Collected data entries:
>>

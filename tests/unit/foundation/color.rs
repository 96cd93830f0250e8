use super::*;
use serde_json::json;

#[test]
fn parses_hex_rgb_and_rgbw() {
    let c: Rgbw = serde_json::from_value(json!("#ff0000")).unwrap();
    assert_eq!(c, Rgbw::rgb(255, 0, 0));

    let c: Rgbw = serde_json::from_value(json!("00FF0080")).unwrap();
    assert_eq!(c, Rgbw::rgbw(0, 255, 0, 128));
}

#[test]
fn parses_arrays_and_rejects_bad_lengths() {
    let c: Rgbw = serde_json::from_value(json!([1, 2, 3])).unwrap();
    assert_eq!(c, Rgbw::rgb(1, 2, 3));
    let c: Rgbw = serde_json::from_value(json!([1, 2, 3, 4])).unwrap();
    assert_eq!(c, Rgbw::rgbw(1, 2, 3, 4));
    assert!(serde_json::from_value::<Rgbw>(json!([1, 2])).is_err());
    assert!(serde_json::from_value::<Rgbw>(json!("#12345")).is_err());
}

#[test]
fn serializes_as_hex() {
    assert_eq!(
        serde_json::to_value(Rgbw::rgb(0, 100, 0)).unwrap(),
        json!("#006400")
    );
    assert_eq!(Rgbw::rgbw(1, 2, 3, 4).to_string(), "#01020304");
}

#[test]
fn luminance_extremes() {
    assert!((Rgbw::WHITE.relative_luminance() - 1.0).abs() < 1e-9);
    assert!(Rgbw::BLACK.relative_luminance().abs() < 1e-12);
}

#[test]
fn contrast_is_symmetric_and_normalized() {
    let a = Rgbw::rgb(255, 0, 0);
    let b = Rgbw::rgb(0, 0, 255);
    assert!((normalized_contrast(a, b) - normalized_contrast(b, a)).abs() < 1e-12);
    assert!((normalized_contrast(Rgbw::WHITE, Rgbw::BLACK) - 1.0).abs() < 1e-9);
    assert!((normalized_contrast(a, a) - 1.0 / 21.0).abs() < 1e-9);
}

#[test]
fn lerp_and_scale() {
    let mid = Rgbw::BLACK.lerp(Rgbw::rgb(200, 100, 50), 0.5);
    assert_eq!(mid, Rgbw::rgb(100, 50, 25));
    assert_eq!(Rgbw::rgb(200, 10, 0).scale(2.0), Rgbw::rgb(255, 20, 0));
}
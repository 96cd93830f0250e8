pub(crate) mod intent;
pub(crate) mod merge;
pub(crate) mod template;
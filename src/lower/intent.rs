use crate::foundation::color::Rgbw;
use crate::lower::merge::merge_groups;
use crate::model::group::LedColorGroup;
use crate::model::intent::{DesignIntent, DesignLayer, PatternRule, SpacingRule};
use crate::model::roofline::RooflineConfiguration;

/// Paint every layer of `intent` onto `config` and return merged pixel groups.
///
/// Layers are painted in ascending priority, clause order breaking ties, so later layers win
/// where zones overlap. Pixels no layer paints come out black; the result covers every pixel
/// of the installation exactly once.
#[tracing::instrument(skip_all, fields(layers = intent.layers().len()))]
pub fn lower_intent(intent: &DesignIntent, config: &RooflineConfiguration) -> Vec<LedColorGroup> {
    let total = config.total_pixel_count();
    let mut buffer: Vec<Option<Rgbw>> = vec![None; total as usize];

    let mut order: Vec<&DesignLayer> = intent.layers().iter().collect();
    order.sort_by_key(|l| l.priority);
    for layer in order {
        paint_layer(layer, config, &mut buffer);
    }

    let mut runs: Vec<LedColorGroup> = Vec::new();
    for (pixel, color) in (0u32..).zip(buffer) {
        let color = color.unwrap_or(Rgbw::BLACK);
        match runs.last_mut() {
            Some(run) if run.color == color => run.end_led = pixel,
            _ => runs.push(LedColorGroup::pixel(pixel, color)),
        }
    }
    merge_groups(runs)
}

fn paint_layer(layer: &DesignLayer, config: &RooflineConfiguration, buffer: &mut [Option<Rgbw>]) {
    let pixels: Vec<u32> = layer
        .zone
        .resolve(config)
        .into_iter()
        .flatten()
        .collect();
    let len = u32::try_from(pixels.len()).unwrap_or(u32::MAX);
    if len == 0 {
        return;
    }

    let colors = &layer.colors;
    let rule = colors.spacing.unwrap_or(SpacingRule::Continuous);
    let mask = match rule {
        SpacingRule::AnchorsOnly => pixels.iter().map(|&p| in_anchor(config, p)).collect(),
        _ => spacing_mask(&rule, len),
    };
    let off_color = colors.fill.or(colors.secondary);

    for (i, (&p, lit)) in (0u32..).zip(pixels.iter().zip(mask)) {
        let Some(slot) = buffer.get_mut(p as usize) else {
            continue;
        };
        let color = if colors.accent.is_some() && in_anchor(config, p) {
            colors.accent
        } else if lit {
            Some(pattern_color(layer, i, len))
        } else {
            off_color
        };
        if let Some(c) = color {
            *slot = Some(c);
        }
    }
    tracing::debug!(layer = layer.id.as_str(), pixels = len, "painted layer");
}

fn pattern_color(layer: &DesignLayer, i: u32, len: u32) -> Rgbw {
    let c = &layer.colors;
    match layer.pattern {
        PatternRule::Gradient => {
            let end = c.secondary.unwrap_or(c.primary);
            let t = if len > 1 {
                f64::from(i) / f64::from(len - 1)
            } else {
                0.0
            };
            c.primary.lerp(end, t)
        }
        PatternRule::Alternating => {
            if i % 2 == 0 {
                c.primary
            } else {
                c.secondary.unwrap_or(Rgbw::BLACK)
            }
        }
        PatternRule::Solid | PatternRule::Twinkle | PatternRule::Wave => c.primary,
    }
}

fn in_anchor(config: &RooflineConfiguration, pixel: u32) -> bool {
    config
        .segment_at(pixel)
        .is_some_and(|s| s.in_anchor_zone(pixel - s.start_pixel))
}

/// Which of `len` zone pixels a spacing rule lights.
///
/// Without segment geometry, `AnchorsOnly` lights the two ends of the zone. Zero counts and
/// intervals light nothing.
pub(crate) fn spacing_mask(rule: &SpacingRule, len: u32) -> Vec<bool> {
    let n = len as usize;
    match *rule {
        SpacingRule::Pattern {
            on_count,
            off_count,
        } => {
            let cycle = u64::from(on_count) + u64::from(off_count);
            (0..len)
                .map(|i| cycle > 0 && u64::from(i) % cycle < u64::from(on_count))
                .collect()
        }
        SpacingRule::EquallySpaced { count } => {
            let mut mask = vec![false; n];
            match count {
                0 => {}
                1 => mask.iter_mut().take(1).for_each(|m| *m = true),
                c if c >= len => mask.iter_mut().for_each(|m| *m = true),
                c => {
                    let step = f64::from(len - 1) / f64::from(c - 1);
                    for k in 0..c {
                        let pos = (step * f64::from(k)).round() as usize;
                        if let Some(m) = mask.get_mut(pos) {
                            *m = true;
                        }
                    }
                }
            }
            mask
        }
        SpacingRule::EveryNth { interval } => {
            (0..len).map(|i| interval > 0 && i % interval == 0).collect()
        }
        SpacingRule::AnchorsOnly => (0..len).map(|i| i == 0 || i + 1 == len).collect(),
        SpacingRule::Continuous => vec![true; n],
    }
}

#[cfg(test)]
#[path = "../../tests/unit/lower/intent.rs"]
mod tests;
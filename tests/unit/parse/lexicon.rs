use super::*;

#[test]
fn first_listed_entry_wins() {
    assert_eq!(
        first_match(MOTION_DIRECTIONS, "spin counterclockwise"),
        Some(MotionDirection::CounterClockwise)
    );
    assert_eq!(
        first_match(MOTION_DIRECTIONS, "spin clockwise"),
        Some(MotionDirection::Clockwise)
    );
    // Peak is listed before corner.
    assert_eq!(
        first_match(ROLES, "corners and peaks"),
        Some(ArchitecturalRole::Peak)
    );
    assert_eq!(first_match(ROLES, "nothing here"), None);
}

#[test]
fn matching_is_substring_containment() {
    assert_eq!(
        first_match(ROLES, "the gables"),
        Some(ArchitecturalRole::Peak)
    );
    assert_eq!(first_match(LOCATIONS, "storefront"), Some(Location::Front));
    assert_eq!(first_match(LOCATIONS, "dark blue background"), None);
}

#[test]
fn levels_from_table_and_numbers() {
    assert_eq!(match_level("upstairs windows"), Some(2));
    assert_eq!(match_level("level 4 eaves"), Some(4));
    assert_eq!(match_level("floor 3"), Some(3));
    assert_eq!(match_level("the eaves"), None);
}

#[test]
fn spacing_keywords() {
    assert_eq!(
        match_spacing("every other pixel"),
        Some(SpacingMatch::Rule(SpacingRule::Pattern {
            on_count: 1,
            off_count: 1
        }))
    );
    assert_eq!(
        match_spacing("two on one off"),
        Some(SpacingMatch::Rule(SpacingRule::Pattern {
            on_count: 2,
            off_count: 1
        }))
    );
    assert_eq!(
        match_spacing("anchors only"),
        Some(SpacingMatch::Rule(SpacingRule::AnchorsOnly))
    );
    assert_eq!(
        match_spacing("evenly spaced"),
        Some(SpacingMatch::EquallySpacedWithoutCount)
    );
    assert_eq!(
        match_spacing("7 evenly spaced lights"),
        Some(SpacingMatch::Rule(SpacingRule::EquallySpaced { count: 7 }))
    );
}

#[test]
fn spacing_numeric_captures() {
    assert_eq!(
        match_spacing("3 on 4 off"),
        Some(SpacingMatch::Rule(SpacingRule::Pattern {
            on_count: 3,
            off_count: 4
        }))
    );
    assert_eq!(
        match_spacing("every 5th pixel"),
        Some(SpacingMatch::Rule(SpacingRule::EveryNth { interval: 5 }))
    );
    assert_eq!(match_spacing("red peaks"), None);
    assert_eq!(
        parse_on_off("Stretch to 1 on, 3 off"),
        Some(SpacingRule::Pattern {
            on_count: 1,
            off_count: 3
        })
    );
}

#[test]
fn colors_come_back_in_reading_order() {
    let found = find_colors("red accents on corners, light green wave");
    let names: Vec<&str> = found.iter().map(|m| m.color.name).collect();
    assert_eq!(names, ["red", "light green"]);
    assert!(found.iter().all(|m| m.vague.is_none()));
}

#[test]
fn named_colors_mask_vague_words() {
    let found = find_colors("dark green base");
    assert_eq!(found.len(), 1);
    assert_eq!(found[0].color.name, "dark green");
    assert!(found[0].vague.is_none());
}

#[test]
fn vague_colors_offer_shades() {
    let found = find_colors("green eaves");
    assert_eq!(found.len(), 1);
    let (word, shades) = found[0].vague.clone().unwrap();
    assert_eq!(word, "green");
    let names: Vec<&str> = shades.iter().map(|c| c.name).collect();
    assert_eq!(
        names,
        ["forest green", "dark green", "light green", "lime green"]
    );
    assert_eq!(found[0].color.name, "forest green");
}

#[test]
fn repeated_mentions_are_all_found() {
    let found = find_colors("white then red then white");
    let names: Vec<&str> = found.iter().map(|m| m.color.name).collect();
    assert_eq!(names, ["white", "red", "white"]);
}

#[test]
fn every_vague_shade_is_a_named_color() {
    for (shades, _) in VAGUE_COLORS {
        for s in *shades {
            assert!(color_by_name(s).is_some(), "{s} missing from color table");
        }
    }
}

<<

- Exercise instructions
Print, exactly as written, the first line of the records above and each line after it until the line with "assert_eq!(c, Rgbw::rgb(255, 0, 0));", which is printed too.

- Output for this exercise
filename tests/unit/foundation/color.rs
repository 96cd93830f0250e8
use super::*;
use serde_json::json;

#[test]
fn parses_hex_rgb_and_rgbw() {
    let c: Rgbw = serde_json::from_value(json!("#ff0000")).unwrap();
    assert_eq!(c, Rgbw::rgb(255, 0, 0));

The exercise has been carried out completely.